I thought maybe “the knuck” could be Joe’s thing, so I looked around for a coach. Alas, the half-dozen baseball training facilities nearby offered no knuckleball expertise. I shouldn’t have been surprised. Only several dozen pitchers in big-league history have earned paychecks throwing knuckleballs, which are hard to control and, if they spin even a little bit, as easy to hit as Little League fastballs.

I resumed my search when Joe’s 10-year-old brother, Ben, started throwing the pitch. The internet turned up Knuckleball Nation, run by Chris Nowlin, a former minor leaguer who studied under Mr. Hough. During the winter Mr. Nowlin becomes the knuckleball’s Johnny Appleseed, holding clinics across the U.S.

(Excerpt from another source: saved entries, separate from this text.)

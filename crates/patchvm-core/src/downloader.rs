use std::sync::Arc;

use log::{debug, info};
use tokio::io::{AsyncReadExt, AsyncWrite, AsyncWriteExt};

use crate::checker::{cancellation_or, ensure_not_cancelled};
use crate::error::{Error, FailureCause};
use crate::progress::DownloadProgress;
use crate::session::RemoteSession;
use crate::task::{TaskContext, TaskMessage};

pub const CHUNK_SIZE: usize = 4096;

#[derive(Debug, Clone, PartialEq, Eq)]
pub struct DownloadSummary {
    pub version: String,
    pub bytes: u64,
}

/// Streams the patch of the latest published version into a sink.
#[derive(Clone)]
pub struct PatchDownloader {
    session: Arc<RemoteSession>,
}

impl PatchDownloader {
    #[must_use]
    pub fn new(session: Arc<RemoteSession>) -> Self {
        Self { session }
    }

    #[must_use]
    pub fn cancelable(&self) -> bool {
        true
    }

    /// Copy the patch of the latest version into `sink`.
    ///
    /// Cancellation is checked once the version list is known and after
    /// every chunk. On any error the sink holds a partial patch and must be
    /// discarded by the caller.
    ///
    /// # Errors
    /// Returns [`Error::Cancelled`] when cancellation is requested,
    /// [`Error::Discovery`] when no version is published, [`Error::Transfer`]
    /// when reading the patch or writing the sink fails, or the session error
    /// that prevented listing or opening the patch.
    pub async fn download<W>(
        &self,
        sink: &mut W,
        context: &dyn TaskContext,
    ) -> Result<DownloadSummary, Error>
    where
        W: AsyncWrite + Unpin + Send + ?Sized,
    {
        ensure_not_cancelled(context)?;
        context.report_message(TaskMessage::FindingLatest);
        context.report_progress(0, 1);

        let versions = self
            .session
            .list_versions()
            .await
            .map_err(|error| cancellation_or(error, context))?;
        ensure_not_cancelled(context)?;
        context.report_progress(1, 1);

        let config = self.session.config();
        let latest = versions.latest().ok_or_else(|| Error::Discovery {
            project_id: config.project_id.clone(),
            branch: config.branch.clone(),
            cause: FailureCause::Empty,
        })?;

        context.report_message(TaskMessage::Downloading);
        let mut stream = self
            .session
            .open_patch_stream(latest)
            .await
            .map_err(|error| cancellation_or(error, context))?;
        let transfer = |source| {
            cancellation_or(
                Error::Transfer {
                    version: latest.to_string(),
                    source,
                },
                context,
            )
        };

        let mut progress = DownloadProgress::new(stream.size_hint);
        if !progress.is_size_known() {
            debug!("Size of patch {latest} is unknown, reporting nominal progress");
        }
        context.report_progress(progress.done(), progress.total());

        let mut buffer = vec![0_u8; CHUNK_SIZE];
        loop {
            let read = stream.reader.read(&mut buffer).await.map_err(transfer)?;
            if read == 0 {
                break;
            }
            sink.write_all(&buffer[..read]).await.map_err(transfer)?;

            progress.advance(read);
            if !progress.is_complete() {
                context.report_progress(progress.done(), progress.total());
            }
            context.report_message(TaskMessage::Downloaded {
                kib: progress.bytes() / 1024,
            });
            ensure_not_cancelled(context)?;
        }
        sink.flush().await.map_err(transfer)?;

        progress.finish();
        context.report_progress(progress.done(), progress.total());
        info!("Downloaded patch {latest} ({} bytes)", progress.bytes());

        Ok(DownloadSummary {
            version: stream.version,
            bytes: progress.bytes(),
        })
    }
}

#[cfg(test)]
mod tests {
    use std::pin::Pin;
    use std::sync::Arc;
    use std::task::{Context, Poll};

    use tokio::io::AsyncWrite;

    use super::{CHUNK_SIZE, PatchDownloader};
    use crate::config::test_config;
    use crate::error::{Error, FailureCause};
    use crate::fake::{FakeRemote, PATCH};
    use crate::progress::NOMINAL_TOTAL;
    use crate::session::RemoteSession;
    use crate::task::TaskMessage;
    use crate::task::testing::RecordingContext;

    fn downloader(remote: &Arc<FakeRemote>) -> PatchDownloader {
        let session = RemoteSession::new("http://localhost:8880", test_config(), remote.clone())
            .expect("session should be created");
        PatchDownloader::new(Arc::new(session))
    }

    fn completions(progress: &[(u64, u64)]) -> usize {
        progress
            .iter()
            .filter(|(done, total)| *total > 1 && done == total)
            .count()
    }

    struct FailingSink;

    impl AsyncWrite for FailingSink {
        fn poll_write(
            self: Pin<&mut Self>,
            _cx: &mut Context<'_>,
            _buf: &[u8],
        ) -> Poll<std::io::Result<usize>> {
            Poll::Ready(Err(std::io::Error::other("disk full")))
        }

        fn poll_flush(self: Pin<&mut Self>, _cx: &mut Context<'_>) -> Poll<std::io::Result<()>> {
            Poll::Ready(Ok(()))
        }

        fn poll_shutdown(self: Pin<&mut Self>, _cx: &mut Context<'_>) -> Poll<std::io::Result<()>> {
            Poll::Ready(Ok(()))
        }
    }

    #[tokio::test]
    async fn known_length_patch_is_copied_with_single_completion() {
        let remote = Arc::new(FakeRemote::new());
        let context = RecordingContext::new();
        let mut sink = Vec::new();

        let summary = downloader(&remote)
            .download(&mut sink, &context)
            .await
            .expect("download should succeed");

        assert_eq!(sink, PATCH.as_bytes());
        assert_eq!(summary.version, "1.0.2");
        assert_eq!(summary.bytes, PATCH.len() as u64);

        let entries: Vec<&str> = std::str::from_utf8(&sink)
            .expect("patch should be UTF-8")
            .lines()
            .collect();
        assert_eq!(entries, vec!["key1=value1", "key2=value2", "key3=value3"]);

        let progress = context.progress();
        let total = PATCH.len() as u64;
        assert_eq!(progress.first(), Some(&(0, 1)));
        assert_eq!(progress.last(), Some(&(total, total)));
        assert_eq!(completions(&progress), 1);
    }

    #[tokio::test]
    async fn unknown_length_uses_nominal_progress() {
        let body = vec![b'x'; CHUNK_SIZE * 3];
        let remote = Arc::new(FakeRemote::new().with_patch(body.clone(), false));
        let context = RecordingContext::new();
        let mut sink = Vec::new();

        downloader(&remote)
            .download(&mut sink, &context)
            .await
            .expect("download should succeed");

        assert_eq!(sink, body);
        let progress = context.progress();
        assert!(progress[2..].iter().all(|(_, total)| *total == NOMINAL_TOTAL));
        assert_eq!(progress[2], (0, NOMINAL_TOTAL));
        assert_eq!(progress[3], (40, NOMINAL_TOTAL));
        assert!(
            progress[2..progress.len() - 1]
                .iter()
                .all(|(done, _)| *done < NOMINAL_TOTAL)
        );
        assert_eq!(progress.last(), Some(&(NOMINAL_TOTAL, NOMINAL_TOTAL)));
        assert_eq!(completions(&progress), 1);
    }

    #[tokio::test]
    async fn cancellation_after_first_chunk_leaves_partial_sink() {
        let body: Vec<u8> = (0..6000_u32).map(|i| (i % 251) as u8).collect();
        let remote = Arc::new(FakeRemote::new().with_patch(body.clone(), true));
        // (0,1), (1,1), (0,total), then the first chunk.
        let context = RecordingContext::cancel_after_progress(4);
        let mut sink = Vec::new();

        let result = downloader(&remote).download(&mut sink, &context).await;

        assert!(matches!(result, Err(Error::Cancelled)));
        assert_eq!(sink, body[..CHUNK_SIZE]);
    }

    #[tokio::test]
    async fn cancelled_before_start_sends_nothing() {
        let remote = Arc::new(FakeRemote::new());
        let mut sink = Vec::new();

        let result = downloader(&remote)
            .download(&mut sink, &RecordingContext::cancelled())
            .await;

        assert!(matches!(result, Err(Error::Cancelled)));
        assert!(remote.calls().is_empty());
        assert!(sink.is_empty());
    }

    #[tokio::test]
    async fn empty_remote_is_a_discovery_error() {
        let remote = Arc::new(FakeRemote::new().with_versions(&[]));
        let mut sink = Vec::new();

        let result = downloader(&remote)
            .download(&mut sink, &RecordingContext::new())
            .await;

        assert!(matches!(
            result,
            Err(Error::Discovery {
                cause: FailureCause::Empty,
                ..
            })
        ));
    }

    #[tokio::test]
    async fn sink_failure_is_a_transfer_error() {
        let remote = Arc::new(FakeRemote::new());

        let result = downloader(&remote)
            .download(&mut FailingSink, &RecordingContext::new())
            .await;

        match result {
            Err(Error::Transfer { version, source }) => {
                assert_eq!(version, "1.0.2");
                assert_eq!(source.to_string(), "disk full");
            }
            other => panic!("unexpected result: {other:?}"),
        }
    }

    #[tokio::test]
    async fn broken_patch_stream_is_a_transfer_error() {
        let remote = Arc::new(FakeRemote::new().with_broken_patch());
        let mut sink = Vec::new();

        let result = downloader(&remote)
            .download(&mut sink, &RecordingContext::new())
            .await;

        match result {
            Err(Error::Transfer { version, source }) => {
                assert_eq!(version, "1.0.2");
                assert_eq!(source.to_string(), "connection reset");
            }
            other => panic!("unexpected result: {other:?}"),
        }
    }

    #[tokio::test]
    async fn cancellation_wins_over_a_failing_read() {
        let remote = Arc::new(FakeRemote::new().with_broken_patch());
        // (0,1), (1,1) and (0,total) are reported before the first read.
        let context = RecordingContext::cancel_after_progress(3);
        let mut sink = Vec::new();

        let result = downloader(&remote).download(&mut sink, &context).await;

        assert!(context.is_cancelled());
        assert!(matches!(result, Err(Error::Cancelled)));
        assert!(sink.is_empty());
    }

    #[tokio::test]
    async fn cancellation_during_listing_stops_before_the_patch_request() {
        let remote = Arc::new(FakeRemote::new());
        let context = RecordingContext::cancel_on_message(TaskMessage::FindingLatest);
        let mut sink = Vec::new();

        let result = downloader(&remote).download(&mut sink, &context).await;

        assert!(matches!(result, Err(Error::Cancelled)));
        let calls = remote.calls();
        assert_eq!(calls.len(), 2);
        assert!(calls[1].url.path().ends_with("/repository/tree"));
        assert_eq!(context.progress(), vec![(0, 1)]);
    }

    #[tokio::test]
    async fn cancellation_wins_over_a_failing_listing() {
        let remote = Arc::new(FakeRemote::new());
        let mut config = test_config();
        config.project_id = "654321".to_string();
        let session = RemoteSession::new("http://localhost:8880", config, remote.clone())
            .expect("session should be created");
        let context = RecordingContext::cancel_on_message(TaskMessage::FindingLatest);
        let mut sink = Vec::new();

        let result = PatchDownloader::new(Arc::new(session))
            .download(&mut sink, &context)
            .await;

        assert!(matches!(result, Err(Error::Cancelled)));
        assert_eq!(remote.calls().len(), 2);
    }

    #[tokio::test]
    async fn summary_reports_copied_bytes_when_stream_ends_early() {
        let announced = PATCH.len() as u64 * 2;
        let remote = Arc::new(FakeRemote::new().announcing_length(announced));
        let context = RecordingContext::new();
        let mut sink = Vec::new();

        let summary = downloader(&remote)
            .download(&mut sink, &context)
            .await
            .expect("download should succeed");

        assert_eq!(summary.bytes, PATCH.len() as u64);
        assert_eq!(sink, PATCH.as_bytes());
        assert_eq!(context.progress().last(), Some(&(announced, announced)));
        assert_eq!(completions(&context.progress()), 1);
    }
}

Flying to Las Vegas for knuckleball lessons was a stretch, but that was only our first trip. When Mr. Nowlin lined up Mr. Niekro—the winningest knuckleballer ever—we flew to Atlanta. The chance to learn the secrets of R.A. Dickey, who won the 2012 National League Cy Young Award with our beloved Mets, lured us to Nashville.

Ben was the youngest pupil in Mr. Nowlin’s no-spin zone. There were a few high schoolers like Joe, some college hopefuls, a woman aiming to become the first female major leaguer, a pair of Japanese pros, and a couple of geezers in their 40s and 50s.

Messrs. Dickey and Niekro spoke about knuckleball mechanics, but dwelled on the knuckleballer’s mind-set. Their insights struck me as valuable to anyone with a unique talent or unconventional vision.

“You must commit to the pitch,” said Mr. Niekro, who recalled throwing 106 knuckleballs one game, out of 108 total pitches. “When it bounces in the dirt or sails over the backstop, act like that’s exactly where you wanted it to go. The hitters always assume you’re up to something anyway.”

The knuckleball earned Mr. Dickey the Cy Young Award, but also the record for most home runs allowed in a game. “Throwing it takes bulletproof confidence and a short-term memory,” he said.

Joe had a nice four-year run with the knuck in high school. We’ll see how far Ben goes. No matter what, I hope they stay knuckleballers at heart. When life throws them curves, they’ll have something to throw back.

Mr. Gaffney is director of special programming at Fox News Channel.

Appeared in the June 19, 2019, print edition.